Horacio González ya era una figura destacada en Independencia y Urquiza, el bullicio atrapante de la Facultad de Filosofía y Letras (Filo, para los iniciados). Uno de los centros de debate ideológico y político más activos en medio de la clausura política que había decretado la dictadura del general-presidente Juan Carlos Onganía.
Filo, precisamente, era una de las arenas centrales en las que ardía la polémica entre los partidarios de las guerrillas y quienes, también desde las izquierdas, se oponían a las organizaciones armadas. Posturas en las que se rivalizaba por la razón, la convicción, las ideas nuevas que venían desde el Mayo Francés y la muerte del Che Guevara. La nueva izquierda discutía su destino. También el nuevo peronismo. Y el peronismo de izquierda.
González ya era parte de las llamadas Cátedras Nacionales bajo la férula del jesuita Justino O´Farrell y Roberto Carri.
La Revolución Argentina (1966-73) se tambaleaba. La lucha política empezaba y se discutía si no debía convertirse en militar. En algún momento, Horacio González pidió ingresar a las Fuerzas Armadas Peronistas. Las P, en el argot de aquella militancia. La organización aceptó contactarlo formalmente. Se le fijó una cita en un bar, como era habitual en aquellos días. Una mujer lo esperó. A los diez minutos, se fue. Era la tolerancia decidida por la conducción como seguridad. González llegó, creen recordar, casi una hora tarde.
Según recordaban aquellos guerrilleros, González pidió disculpas, dijo que quería otra oportunidad. Tuvo suerte: era un joven prestigioso y tenía fama de llegar siempre tarde, de modo que se hizo –como un honor especial– una segunda cita. Tampoco llegó nunca.
Los de las FAP comprendieron que no quería integrarse.
Cuarenta años después, Horacio González, acaba de plantear la necesidad de generar una “valoración positiva de la guerrilla” de los 70 (entrevista a la Agencia Paco Urondo). “Hay que reescribir la historia argentina, pero no en esa especie de neoliberalismo inspirado en las academias norteamericanas de los estudios culturales, donde hay una multiplicidad graciosa y finita, sino que tiene que ser una historia dura y dramática, que incorpore una valoración te diría positiva de la guerrilla de los años ´70 y que escape un poco de los estudios sociales que hoy la ven como una elección desviada, peligrosa e inaceptable. Al mismo tiempo tiene que ser una historia comprometida con la creación de un sujeto social nuevo en la Argentina, de carácter productivo y popular”, marcó González.
Es frecuente en cierto cristinismo –González dirigió la Biblioteca Nacional y sigue siendo el principal referente del grupo de intelectuales Carta Abierta– una reivindicación de la guerrilla a la que curiosamente no entraron.

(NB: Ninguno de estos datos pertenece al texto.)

impl Column {
    /// Starts building a column.
    pub fn builder(title: impl Into<String>, key: impl Into<String>) -> ColumnBuilder {
        ColumnBuilder {
            title: title.into(),
            key: key.into(),
            ..ColumnBuilder::default()
        }
    }

    /// Returns the value provider, if any.
    pub fn provider(&self) -> Option<&SharedProvider> {
        self.provider.as_ref()
    }

    pub fn sort_type(&self) -> SortType {
        self.sort_type
    }

    /// Returns the bound sort key function (only for [`SortType::SortKey`]).
    pub fn sortkey(&self) -> Option<&SortKeyFn> {
        self.sortkey.as_ref()
    }

    /// Returns the displayed value of an item.
    ///
    /// Columns without a provider read `item.column(key)`. Never fails.
    pub fn value(&self, item: &dyn Item) -> String {
        match &self.provider {
            Some(provider) => provider.evaluate(item),
            None => item.column(&self.key).unwrap_or_default(),
        }
    }

    /// Returns the key rows are sorted by.
    pub fn sort_key(&self, item: &dyn Item) -> SortKey {
        match (&self.sort_type, &self.sortkey) {
            (SortType::SortKey, Some(sortkey)) => sortkey(item),
            (SortType::Natural, _) => SortKey::natural(&self.value(item)),
            _ => SortKey::collated(&self.value(item)),
        }
    }

    /// Drops cached values of one item, or all items for `None`.
    ///
    /// Does nothing when the provider keeps no cache.
    pub fn invalidate_cache(&self, item: Option<&dyn Item>) {
        if let Some(cache) = self.provider.as_ref().and_then(|p| p.as_invalidate()) {
            cache.invalidate(item);
        }
    }
}

impl fmt::Debug for Column {
    fn fmt(&self, f: &mut fmt::Formatter<'_>) -> fmt::Result {
        f.debug_struct("Column")
            .field("title", &self.title)
            .field("key", &self.key)
            .field("width", &self.width)
            .field("align", &self.align)
            .field("sort_type", &self.sort_type)
            .field("always_visible", &self.always_visible)
            .field("status_icon", &self.status_icon)
            .field("provider", &self.provider)
            .finish()
    }
}

/// Builder for [`Column`].
#[derive(Default)]
pub struct ColumnBuilder {
    title: String,
    key: String,
    width: Option<u32>,
    align: Align,
    always_visible: bool,
    status_icon: bool,
    is_default: bool,
    provider: Option<SharedProvider>,
    sort_type: SortType,
    sortkey: Option<SortKeyFn>,
}

impl ColumnBuilder {
    pub fn provider(mut self, provider: SharedProvider) -> Self {
        self.provider = Some(provider);
        self
    }

    /// Sets the width; zero or negative means "use the view default".
    pub fn width(self, width: i64) -> Self {
        self.maybe_width(Some(width))
    }

    /// Like [`ColumnBuilder::width`], `None` keeps the view default.
    pub fn maybe_width(mut self, width: Option<i64>) -> Self {
        self.width = width
            .filter(|w| *w > 0)
            .and_then(|w| u32::try_from(w).ok());
        self
    }

    pub fn align(mut self, align: Align) -> Self {
        self.align = align;
        self
    }

    /// Shorthand for `.align(Align::Right)`.
    pub fn right(self) -> Self {
        self.align(Align::Right)
    }

    pub fn always_visible(mut self, always_visible: bool) -> Self {
        self.always_visible = always_visible;
        self
    }

    pub fn status_icon(mut self, status_icon: bool) -> Self {
        self.status_icon = status_icon;
        self
    }

    pub fn is_default(mut self, is_default: bool) -> Self {
        self.is_default = is_default;
        self
    }

    pub fn sort_type(mut self, sort_type: SortType) -> Self {
        self.sort_type = sort_type;
        self
    }

    pub fn sortkey(mut self, sortkey: SortKeyFn) -> Self {
        self.sortkey = Some(sortkey);
        self
    }

    /// Builds the column.
    ///
    /// Fails with [`ColumnsError::MissingSortKey`] for [`SortType::SortKey`]
    /// without a sort key function. A sort key function given with any other
    /// sort type is dropped.
    pub fn build(self) -> Result<Column> {
        let sortkey = match self.sort_type {
            SortType::SortKey => Some(self.sortkey.ok_or_else(|| ColumnsError::MissingSortKey {
                key: self.key.clone(),
            })?),
            _ => None,
        };
        Ok(Column {
            title: self.title,
            key: self.key,
            width: self.width,
            align: self.align,
            always_visible: self.always_visible,
            status_icon: self.status_icon,
            is_default: self.is_default,
            provider: self.provider,
            sort_type: self.sort_type,
            sortkey,
        })
    }
}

Acaso como un homenaje a quienes se arriesgaron y en muchos casos fueron torturados y asesinados. Para colmo, tampoco parece oportuno: las declaraciones de González ponen en un lugar incómodo al candidato que él mismo votará. Sobre todo, cuando Alberto Fernández expresa en todas sus apariciones públicas su voluntad de desterrar grietas y enfrentamientos.
El pasado martes, Luis Alberto Romero (que conoce a González de las asambleas y pasillos de Filo) recordó que el propio González no había estado a favor de la lucha armada en aquellos días. Lo dijo durante una charla que compartido con el juez Carlos Rosenkrantz sobre la Presidencia Alfonsín, en la que ambos destacaron la lucha de Alfonsín para desterrar para siempre toda forma de violencia política.
Publicado en El Economista el 26 de septiembre de 2019.